• WHAT NEEDS TO BE DONE:
Each line of the data below that holds the word "FromRow" is to be reported in full.

>>>

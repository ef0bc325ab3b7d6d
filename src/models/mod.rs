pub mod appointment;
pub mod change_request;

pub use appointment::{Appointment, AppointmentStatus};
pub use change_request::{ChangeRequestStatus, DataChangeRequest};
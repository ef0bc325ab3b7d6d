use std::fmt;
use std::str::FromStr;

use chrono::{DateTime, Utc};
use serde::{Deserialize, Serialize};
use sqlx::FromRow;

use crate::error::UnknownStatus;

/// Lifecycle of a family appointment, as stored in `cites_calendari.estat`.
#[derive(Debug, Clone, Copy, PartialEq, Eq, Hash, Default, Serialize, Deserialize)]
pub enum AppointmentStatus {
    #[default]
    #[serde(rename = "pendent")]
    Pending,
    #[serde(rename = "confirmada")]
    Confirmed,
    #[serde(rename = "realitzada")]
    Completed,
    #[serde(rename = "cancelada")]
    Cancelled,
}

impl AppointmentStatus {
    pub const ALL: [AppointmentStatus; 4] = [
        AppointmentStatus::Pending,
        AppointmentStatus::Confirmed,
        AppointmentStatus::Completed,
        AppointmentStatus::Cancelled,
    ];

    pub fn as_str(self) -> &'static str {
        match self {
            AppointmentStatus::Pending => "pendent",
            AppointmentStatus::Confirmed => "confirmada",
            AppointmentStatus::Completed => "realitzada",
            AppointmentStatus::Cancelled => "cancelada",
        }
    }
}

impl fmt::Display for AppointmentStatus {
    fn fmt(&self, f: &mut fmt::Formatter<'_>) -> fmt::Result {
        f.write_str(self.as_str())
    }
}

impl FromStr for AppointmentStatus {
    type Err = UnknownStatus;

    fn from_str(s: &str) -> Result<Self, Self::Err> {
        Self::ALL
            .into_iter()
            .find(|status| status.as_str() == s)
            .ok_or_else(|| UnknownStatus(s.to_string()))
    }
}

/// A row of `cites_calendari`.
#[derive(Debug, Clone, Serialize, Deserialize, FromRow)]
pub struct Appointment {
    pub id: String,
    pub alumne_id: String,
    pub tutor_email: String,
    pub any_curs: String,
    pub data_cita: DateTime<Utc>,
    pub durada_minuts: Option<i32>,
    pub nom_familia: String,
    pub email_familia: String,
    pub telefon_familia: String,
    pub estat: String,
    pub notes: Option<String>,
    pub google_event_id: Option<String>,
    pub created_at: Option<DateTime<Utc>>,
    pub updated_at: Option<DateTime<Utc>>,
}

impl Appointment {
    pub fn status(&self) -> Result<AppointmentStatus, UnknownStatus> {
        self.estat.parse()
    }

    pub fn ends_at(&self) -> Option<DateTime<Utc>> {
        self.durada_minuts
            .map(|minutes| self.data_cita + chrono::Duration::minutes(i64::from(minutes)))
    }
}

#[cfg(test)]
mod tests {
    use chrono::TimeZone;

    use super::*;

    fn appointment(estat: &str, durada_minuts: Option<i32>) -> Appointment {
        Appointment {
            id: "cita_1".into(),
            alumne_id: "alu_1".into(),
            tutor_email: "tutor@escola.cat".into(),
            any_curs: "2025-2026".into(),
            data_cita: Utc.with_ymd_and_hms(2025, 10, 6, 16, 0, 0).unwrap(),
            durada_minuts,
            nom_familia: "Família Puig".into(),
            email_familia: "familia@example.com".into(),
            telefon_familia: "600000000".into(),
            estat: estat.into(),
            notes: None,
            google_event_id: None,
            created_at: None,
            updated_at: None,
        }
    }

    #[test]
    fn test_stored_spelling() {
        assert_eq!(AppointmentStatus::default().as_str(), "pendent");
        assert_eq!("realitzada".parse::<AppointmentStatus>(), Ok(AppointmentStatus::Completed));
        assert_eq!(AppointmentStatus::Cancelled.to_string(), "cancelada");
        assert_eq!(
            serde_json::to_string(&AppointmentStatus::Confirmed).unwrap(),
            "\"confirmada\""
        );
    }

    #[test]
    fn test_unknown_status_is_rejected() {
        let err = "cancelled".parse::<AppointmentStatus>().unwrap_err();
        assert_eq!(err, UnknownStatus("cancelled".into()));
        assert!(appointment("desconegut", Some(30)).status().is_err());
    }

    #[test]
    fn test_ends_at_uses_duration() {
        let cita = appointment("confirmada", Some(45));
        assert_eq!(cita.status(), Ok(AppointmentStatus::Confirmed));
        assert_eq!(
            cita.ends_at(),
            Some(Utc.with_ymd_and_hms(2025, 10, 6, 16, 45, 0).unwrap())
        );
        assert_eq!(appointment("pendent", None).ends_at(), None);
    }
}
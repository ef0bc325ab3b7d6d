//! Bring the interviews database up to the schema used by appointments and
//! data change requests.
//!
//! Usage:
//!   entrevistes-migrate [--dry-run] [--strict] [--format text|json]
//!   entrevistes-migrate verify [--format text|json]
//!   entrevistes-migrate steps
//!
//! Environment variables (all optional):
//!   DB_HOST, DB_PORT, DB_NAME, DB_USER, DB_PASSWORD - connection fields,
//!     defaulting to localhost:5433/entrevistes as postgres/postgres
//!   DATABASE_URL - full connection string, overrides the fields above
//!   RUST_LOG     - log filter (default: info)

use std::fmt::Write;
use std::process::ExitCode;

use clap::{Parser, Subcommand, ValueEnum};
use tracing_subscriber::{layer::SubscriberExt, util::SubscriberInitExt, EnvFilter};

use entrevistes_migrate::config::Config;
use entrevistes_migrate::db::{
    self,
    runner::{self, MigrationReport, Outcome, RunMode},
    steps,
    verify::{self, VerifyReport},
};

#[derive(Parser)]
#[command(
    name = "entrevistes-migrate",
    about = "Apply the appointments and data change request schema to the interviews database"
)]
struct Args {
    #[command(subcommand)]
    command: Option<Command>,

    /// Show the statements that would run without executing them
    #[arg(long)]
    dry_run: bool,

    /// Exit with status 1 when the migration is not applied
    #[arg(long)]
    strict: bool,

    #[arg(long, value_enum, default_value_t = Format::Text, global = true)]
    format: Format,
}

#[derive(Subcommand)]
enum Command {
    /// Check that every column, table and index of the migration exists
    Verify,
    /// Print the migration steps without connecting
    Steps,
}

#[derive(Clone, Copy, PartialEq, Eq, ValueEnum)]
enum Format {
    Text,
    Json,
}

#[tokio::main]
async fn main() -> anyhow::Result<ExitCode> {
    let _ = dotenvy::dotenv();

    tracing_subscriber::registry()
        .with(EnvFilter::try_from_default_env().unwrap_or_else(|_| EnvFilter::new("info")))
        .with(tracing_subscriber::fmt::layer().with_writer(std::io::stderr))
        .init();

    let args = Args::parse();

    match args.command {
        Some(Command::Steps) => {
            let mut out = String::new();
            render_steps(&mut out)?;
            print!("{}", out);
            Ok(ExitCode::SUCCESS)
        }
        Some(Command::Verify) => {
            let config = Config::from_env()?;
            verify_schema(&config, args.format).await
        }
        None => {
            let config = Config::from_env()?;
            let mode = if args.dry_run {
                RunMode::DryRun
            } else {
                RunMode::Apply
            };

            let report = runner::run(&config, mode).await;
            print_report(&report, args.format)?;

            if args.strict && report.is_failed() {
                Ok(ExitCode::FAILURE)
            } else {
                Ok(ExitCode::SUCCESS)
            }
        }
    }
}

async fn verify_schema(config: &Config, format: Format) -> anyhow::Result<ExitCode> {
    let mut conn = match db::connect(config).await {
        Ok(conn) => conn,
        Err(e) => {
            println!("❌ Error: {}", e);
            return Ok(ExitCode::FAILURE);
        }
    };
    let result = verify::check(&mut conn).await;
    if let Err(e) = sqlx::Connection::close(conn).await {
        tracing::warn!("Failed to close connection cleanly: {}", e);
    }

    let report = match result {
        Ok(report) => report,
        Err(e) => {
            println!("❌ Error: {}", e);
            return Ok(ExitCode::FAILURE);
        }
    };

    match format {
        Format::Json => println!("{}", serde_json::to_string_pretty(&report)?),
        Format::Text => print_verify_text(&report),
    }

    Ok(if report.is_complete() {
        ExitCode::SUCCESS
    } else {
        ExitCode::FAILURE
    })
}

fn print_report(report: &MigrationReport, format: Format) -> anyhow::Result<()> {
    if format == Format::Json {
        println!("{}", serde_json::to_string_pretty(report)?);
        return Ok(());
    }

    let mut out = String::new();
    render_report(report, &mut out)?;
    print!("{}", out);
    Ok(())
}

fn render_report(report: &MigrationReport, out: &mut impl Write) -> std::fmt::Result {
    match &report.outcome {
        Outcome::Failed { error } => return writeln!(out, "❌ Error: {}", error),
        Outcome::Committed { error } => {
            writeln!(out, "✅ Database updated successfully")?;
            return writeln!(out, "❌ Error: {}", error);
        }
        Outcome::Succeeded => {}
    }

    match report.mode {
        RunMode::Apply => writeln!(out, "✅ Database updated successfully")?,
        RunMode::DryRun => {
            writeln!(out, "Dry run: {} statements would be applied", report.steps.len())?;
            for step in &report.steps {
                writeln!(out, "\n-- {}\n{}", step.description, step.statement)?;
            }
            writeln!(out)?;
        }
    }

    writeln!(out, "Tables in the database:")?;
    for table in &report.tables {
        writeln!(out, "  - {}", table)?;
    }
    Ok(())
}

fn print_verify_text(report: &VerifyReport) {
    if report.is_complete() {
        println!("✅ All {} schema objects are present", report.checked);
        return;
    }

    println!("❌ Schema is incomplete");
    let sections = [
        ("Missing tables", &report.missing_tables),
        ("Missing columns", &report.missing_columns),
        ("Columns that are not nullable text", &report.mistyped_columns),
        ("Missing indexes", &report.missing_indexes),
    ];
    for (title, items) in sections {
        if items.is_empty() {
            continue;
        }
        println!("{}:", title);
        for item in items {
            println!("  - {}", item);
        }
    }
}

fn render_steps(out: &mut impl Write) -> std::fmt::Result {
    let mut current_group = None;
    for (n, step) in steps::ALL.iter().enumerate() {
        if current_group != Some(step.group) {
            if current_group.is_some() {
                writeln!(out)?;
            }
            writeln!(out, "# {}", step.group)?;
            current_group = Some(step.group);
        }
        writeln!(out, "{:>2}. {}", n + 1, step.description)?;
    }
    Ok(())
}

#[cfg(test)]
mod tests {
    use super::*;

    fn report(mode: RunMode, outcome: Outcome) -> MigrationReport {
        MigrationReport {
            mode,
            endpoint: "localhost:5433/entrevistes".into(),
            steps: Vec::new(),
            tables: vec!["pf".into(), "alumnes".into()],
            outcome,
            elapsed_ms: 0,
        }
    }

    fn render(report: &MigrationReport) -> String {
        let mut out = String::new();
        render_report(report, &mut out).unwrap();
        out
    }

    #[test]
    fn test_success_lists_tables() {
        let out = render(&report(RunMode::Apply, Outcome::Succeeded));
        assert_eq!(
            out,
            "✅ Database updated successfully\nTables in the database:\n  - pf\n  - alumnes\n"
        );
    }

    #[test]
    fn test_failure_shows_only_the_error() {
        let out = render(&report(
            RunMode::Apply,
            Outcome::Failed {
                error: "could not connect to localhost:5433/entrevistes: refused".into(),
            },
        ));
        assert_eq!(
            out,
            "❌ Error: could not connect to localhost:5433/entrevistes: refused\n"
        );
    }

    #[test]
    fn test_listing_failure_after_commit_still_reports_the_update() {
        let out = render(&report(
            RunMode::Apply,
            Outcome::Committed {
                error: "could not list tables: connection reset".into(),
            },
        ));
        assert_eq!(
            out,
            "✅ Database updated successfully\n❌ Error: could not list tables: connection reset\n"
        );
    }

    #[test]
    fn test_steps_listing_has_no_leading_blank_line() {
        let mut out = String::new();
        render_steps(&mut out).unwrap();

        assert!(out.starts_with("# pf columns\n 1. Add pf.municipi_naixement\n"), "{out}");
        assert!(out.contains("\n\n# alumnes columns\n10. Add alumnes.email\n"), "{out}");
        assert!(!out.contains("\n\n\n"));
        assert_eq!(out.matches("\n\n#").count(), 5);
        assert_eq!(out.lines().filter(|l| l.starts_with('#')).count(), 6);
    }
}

<<<

• RESPONSE TO THE EXERCISE:
use sqlx::FromRow;
#[derive(Debug, Clone, Serialize, Deserialize, FromRow)]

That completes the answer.